[[ Recorded information, beginning ]]
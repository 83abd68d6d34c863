// crates/backplane-store-sqlite/src/lib.rs
// ============================================================================
// Module: Backplane SQLite Store Library
// Description: Durable CredentialStore and BlobStore backed by SQLite.
// Purpose: Persist credentials and blob partitions under derived paths.
// Dependencies: backplane-core, rusqlite, serde, serde_json, thiserror
// ============================================================================

//! ## Overview
//! `SQLite`-backed implementations of the Backplane store interfaces. One
//! database file holds the credential table; each (application,
//! content-type) partition is its own database file under the derived path,
//! so partition isolation is enforced by the filesystem layout itself.

// ============================================================================
// SECTION: Modules
// ============================================================================

pub mod store;

// ============================================================================
// SECTION: Re-Exports
// ============================================================================

pub use store::SqliteBlobStore;
pub use store::SqliteCredentialStore;
pub use store::SqliteStoreConfig;
pub use store::SqliteStoreError;
pub use store::SqliteStoreMode;
pub use store::SqliteSyncMode;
[[ Recorded information, end ]]
**Directions**
Out of the preceding entries, pull each line that contains the word "derived".

**Solved problem**
// Purpose: Persist credentials and blob partitions under derived paths.
//! content-type) partition is its own database file under the derived path,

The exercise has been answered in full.